■ **Exercise**
Transcribe only the lines between the first line of the records and the line containing "pub fn evaluate(&self, p: &Point2)", inclusive, exactly as written.
-- Opening Marker --
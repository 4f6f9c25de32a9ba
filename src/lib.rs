//! Constructive solid geometry in the plane over quadratic surfaces.
//!
//! Regions are boolean trees of directed conics. A [`domain::Geometry`]
//! holds regions in priority order and resolves points to the first region
//! that contains them.

pub mod csg;
pub mod domain;
pub mod error;
pub mod geometry;
pub mod math;

pub use error::{CsgError, Result};
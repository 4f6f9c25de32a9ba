pub mod quadratic;

pub use quadratic::{flush_cancellation, solve_quadratic};

/// 2D point type.
pub type Point2 = nalgebra::Point2<f64>;

/// 2D vector type.
pub type Vector2 = nalgebra::Vector2<f64>;

/// Global geometric tolerance for floating-point comparisons.
pub const TOLERANCE: f64 = 1e-10;
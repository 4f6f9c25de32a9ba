mod quadratic;

pub use quadratic::QuadraticSurface;

use crate::error::Result;
use crate::geometry::Ray;
use crate::math::Point2;

/// A boundary curve in the plane, described implicitly.
///
/// The sign of [`Surface::evaluate`] splits the plane into two sides:
/// negative on one, non-negative on the other and on the boundary.
#[derive(Debug, Clone, Copy, PartialEq)]
pub enum Surface {
    /// A general conic.
    Quadratic(QuadraticSurface),
}

impl Surface {
    /// Evaluates the signed implicit function at `p`. Not a distance.
    #[must_use]
    pub fn evaluate(&self, p: &Point2) -> f64 {
        match self {
            Self::Quadratic(q) => q.evaluate(p),
        }
    }

    /// Returns the ray parameters `t >= 0` where the ray crosses the surface,
    /// sorted ascending.
    ///
    /// # Errors
    ///
    /// Returns an error if the crossing set is not finite.
    pub fn intersect(&self, ray: &Ray) -> Result<Vec<f64>> {
        match self {
            Self::Quadratic(q) => q.intersect(ray),
        }
    }
}

impl From<QuadraticSurface> for Surface {
    fn from(q: QuadraticSurface) -> Self {
        Self::Quadratic(q)
    }
}
use crate::error::{ModelError, Result, UnboundedDomain};
use crate::math::Point2;

/// Axis-aligned extent of a 2D domain.
#[derive(Debug, Clone, Copy, PartialEq)]
pub struct Bounds {
    pub xmin: f64,
    pub xmax: f64,
    pub ymin: f64,
    pub ymax: f64,
}

impl Bounds {
    /// Creates new bounds.
    ///
    /// # Errors
    ///
    /// Returns an error if a limit is not finite or a range is empty.
    pub fn new(xmin: f64, xmax: f64, ymin: f64, ymax: f64) -> Result<Self> {
        if ![xmin, xmax, ymin, ymax].iter().all(|v| v.is_finite()) {
            return Err(ModelError::InvalidArgument("bounds must be finite".into()).into());
        }
        if xmin >= xmax || ymin >= ymax {
            return Err(ModelError::InvalidArgument(format!(
                "empty bounds [{xmin}, {xmax}] x [{ymin}, {ymax}]"
            ))
            .into());
        }
        Ok(Self {
            xmin,
            xmax,
            ymin,
            ymax,
        })
    }

    /// Extent along x.
    #[must_use]
    pub fn width(&self) -> f64 {
        self.xmax - self.xmin
    }

    /// Extent along y.
    #[must_use]
    pub fn height(&self) -> f64 {
        self.ymax - self.ymin
    }

    /// Returns whether `p` lies in the closed box.
    #[must_use]
    pub fn contains(&self, p: &Point2) -> bool {
        (self.xmin..=self.xmax).contains(&p.x) && (self.ymin..=self.ymax).contains(&p.y)
    }

    /// Returns whether `other` lies entirely inside `self`.
    #[must_use]
    pub fn encloses(&self, other: &Bounds) -> bool {
        other.xmin >= self.xmin
            && other.xmax <= self.xmax
            && other.ymin >= self.ymin
            && other.ymax <= self.ymax
    }

    /// Returns the warning for `p` if it lies outside the box.
    #[must_use]
    pub fn check(&self, p: &Point2) -> Option<UnboundedDomain> {
        (!self.contains(p)).then_some(UnboundedDomain {
            x: p.x,
            y: p.y,
            xmin: self.xmin,
            xmax: self.xmax,
            ymin: self.ymin,
            ymax: self.ymax,
        })
    }
}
-- Closing Marker --
■ **Solved problem**
repository 4f6f9c25de32a9ba
filename src/lib.rs
//! Constructive solid geometry in the plane over quadratic surfaces.
//!
//! Regions are boolean trees of directed conics. A [`domain::Geometry`]
//! holds regions in priority order and resolves points to the first region
//! that contains them.

pub mod csg;
pub mod domain;
pub mod error;
pub mod geometry;
pub mod math;

pub use error::{CsgError, Result};
repository 4f6f9c25de32a9ba
pub mod quadratic;

pub use quadratic::{flush_cancellation, solve_quadratic};

/// 2D point type.
pub type Point2 = nalgebra::Point2<f64>;

/// 2D vector type.
pub type Vector2 = nalgebra::Vector2<f64>;

/// Global geometric tolerance for floating-point comparisons.
pub const TOLERANCE: f64 = 1e-10;
repository 4f6f9c25de32a9ba
mod quadratic;

pub use quadratic::QuadraticSurface;

use crate::error::Result;
use crate::geometry::Ray;
use crate::math::Point2;

/// A boundary curve in the plane, described implicitly.
///
/// The sign of [`Surface::evaluate`] splits the plane into two sides:
/// negative on one, non-negative on the other and on the boundary.
#[derive(Debug, Clone, Copy, PartialEq)]
pub enum Surface {
    /// A general conic.
    Quadratic(QuadraticSurface),
}

impl Surface {
    /// Evaluates the signed implicit function at `p`. Not a distance.
    #[must_use]
    pub fn evaluate(&self, p: &Point2) -> f64 {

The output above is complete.